#[async_trait]
impl BookingService for BookingWorkflow {
    async fn create(&self, actor: &Actor, request: BookingRequest) -> Result<Booking, Error> {
        require_role(actor, Role::Learner)?;
        let interval = Interval::new(request.start_utc, request.end_utc)
            .map_err(|err| Error::invalid_request(err.to_string()))?;
        if interval.start() <= self.ports.clock.utc() {
            return Err(Error::invalid_request("booking must start in the future"));
        }
        let notes = bounded_text("notes", request.notes)?.unwrap_or_default();
        let mentor = self.bookable_mentor(&request.mentor_id).await?;
        self.check_window(&mentor.id, &interval).await?;

        if self
            .ports
            .bookings
            .has_overlap(&mentor.id, &interval, &ACTIVE, None)
            .await?
        {
            return Err(BookingRepositoryError::overlap().into());
        }
        if let Some(slot_id) = &request.slot_id {
            self.claim(&mentor.id, slot_id, &interval).await?;
        }

        let now = self.ports.clock.utc();
        let mut booking = Booking::request(
            Uuid::new_v4(),
            actor.user_id,
            mentor.id,
            interval,
            session_price_cents(mentor.hourly_rate_cents, interval.minutes()),
            notes,
            now,
        );
        booking.slot_id = request.slot_id;
        if let Err(err) = self.ports.bookings.insert(&booking).await {
            self.release(&booking).await?;
            return Err(err.into());
        }
        info!(booking_id = %booking.id, mentor_id = %mentor.id, "booking requested");

        let learner = self.name_of(&actor.user_id).await;
        self.notify(
            mentor.id,
            NotificationKind::BookingRequest,
            "New booking request",
            format!("{learner} requested a session"),
            &booking,
        )
        .await;
        Ok(booking)
    }

    async fn list(&self, actor: &Actor, query: BookingQuery) -> Result<Vec<Booking>, Error> {
        let filter = BookingFilter {
            status: query.status,
            from: query.from,
            to: query.to,
            ..BookingFilter::scoped(booking_scope(actor))
        };
        let mut bookings = self.ports.bookings.list(&filter).await?;
        bookings.sort_by(|a, b| (b.created_at, b.id).cmp(&(a.created_at, a.id)));
        Ok(bookings)
    }

    async fn get(&self, actor: &Actor, booking_id: &Uuid) -> Result<Booking, Error> {
        self.visible(actor, booking_id).await
    }

    async fn confirm(&self, actor: &Actor, booking_id: &Uuid) -> Result<Booking, Error> {
        let mut booking = self.as_mentor(actor, booking_id).await?;
        booking
            .confirm(self.ports.clock.utc())
            .map_err(transition_error)?;
        if self
            .ports
            .bookings
            .has_overlap(
                &booking.mentor_id,
                &booking.interval(),
                &[BookingStatus::Confirmed],
                Some(booking.id),
            )
            .await?
        {
            return Err(BookingRepositoryError::overlap().into());
        }
        self.save(&booking).await?;
        info!(booking_id = %booking.id, "booking confirmed");
        let mentor = self.name_of(&booking.mentor_id).await;
        self.notify(
            booking.learner_id,
            NotificationKind::BookingConfirmed,
            "Booking confirmed",
            format!("{mentor} confirmed your session"),
            &booking,
        )
        .await;
        Ok(booking)
    }

    async fn decline(
        &self,
        actor: &Actor,
        booking_id: &Uuid,
        reason: Option<String>,
    ) -> Result<Booking, Error> {
        let reason = bounded_text("reason", reason)?;
        let mut booking = self.as_mentor(actor, booking_id).await?;
        booking
            .decline(reason, self.ports.clock.utc())
            .map_err(transition_error)?;
        self.save(&booking).await?;
        self.release_after_transition(&booking).await;
        info!(booking_id = %booking.id, "booking declined");
        let mentor = self.name_of(&booking.mentor_id).await;
        self.notify(
            booking.learner_id,
            NotificationKind::BookingDeclined,
            "Booking declined",
            format!("{mentor} declined your session request"),
            &booking,
        )
        .await;
        Ok(booking)
    }

    async fn cancel(
        &self,
        actor: &Actor,
        booking_id: &Uuid,
        reason: Option<String>,
    ) -> Result<Booking, Error> {
        let reason = bounded_text("reason", reason)?;
        let mut booking = self.visible(actor, booking_id).await?;
        if !booking.involves(actor.user_id) {
            return Err(Error::forbidden("only participants may cancel a booking"));
        }
        booking
            .cancel(actor.user_id, reason, self.ports.clock.utc())
            .map_err(transition_error)?;
        self.save(&booking).await?;
        self.release_after_transition(&booking).await;
        info!(booking_id = %booking.id, cancelled_by = %actor.user_id, "booking cancelled");
        let canceller = self.name_of(&actor.user_id).await;
        self.notify(
            booking.counterpart_of(actor.user_id),
            NotificationKind::BookingCancelled,
            "Booking cancelled",
            format!("{canceller} cancelled the session"),
            &booking,
        )
        .await;
        Ok(booking)
    }

    async fn complete(
        &self,
        actor: &Actor,
        booking_id: &Uuid,
        session_notes: Option<String>,
    ) -> Result<Booking, Error> {
        let session_notes = bounded_text("sessionNotes", session_notes)?;
        let mut booking = self.as_mentor(actor, booking_id).await?;
        booking
            .complete(session_notes, self.ports.clock.utc())
            .map_err(transition_error)?;
        self.save(&booking).await?;
        info!(booking_id = %booking.id, "booking completed");
        self.notify(
            booking.learner_id,
            NotificationKind::BookingCompleted,
            "Session completed",
            "Your session is complete. Leave feedback for your mentor.".to_owned(),
            &booking,
        )
        .await;
        self.ports.badges.award_quietly(&booking.learner_id).await;
        self.ports.badges.award_quietly(&booking.mentor_id).await;
        Ok(booking)
    }

    async fn feedback(
        &self,
        actor: &Actor,
        booking_id: &Uuid,
        rating: i16,
        comment: Option<String>,
    ) -> Result<Booking, Error> {
        let comment = bounded_text("comment", comment)?;
        let mut booking = self.as_learner(actor, booking_id).await?;
        booking
            .record_feedback(rating, comment, self.ports.clock.utc())
            .map_err(transition_error)?;
        self.save(&booking).await?;
        let learner = self.name_of(&booking.learner_id).await;
        self.notify(
            booking.mentor_id,
            NotificationKind::FeedbackReceived,
            "New session feedback",
            format!("{learner} rated your session {rating}/5"),
            &booking,
        )
        .await;
        Ok(booking)
    }

    async fn calendar(&self, actor: &Actor) -> Result<String, Error> {
        let bookings: Vec<Booking> = self
            .ports
            .bookings
            .list(&BookingFilter::scoped(booking_scope(actor)))
            .await?
            .into_iter()
            .filter(|booking| is_exportable(booking.status))
            .collect();
        self.render(actor, &bookings).await
    }

    async fn booking_calendar(&self, actor: &Actor, booking_id: &Uuid) -> Result<String, Error> {
        let booking = self.visible(actor, booking_id).await?;
        if !is_exportable(booking.status) {
            return Err(Error::conflict(format!(
                "a {} booking has no calendar event",
                booking.status
            )));
        }
        self.render(actor, std::slice::from_ref(&booking)).await
    }

    async fn stats(&self, actor: &Actor) -> Result<BTreeMap<String, u64>, Error> {
        let bookings = self
            .ports
            .bookings
            .list(&BookingFilter::scoped(booking_scope(actor)))
            .await?;
        Ok(status_counts(&bookings))
    }
}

§ Task statement
Filter the data for the string "rating" and copy every line that has it.

§ Final answer
        rating: i16,
            .record_feedback(rating, comment, self.ports.clock.utc())
            format!("{learner} rated your session {rating}/5"),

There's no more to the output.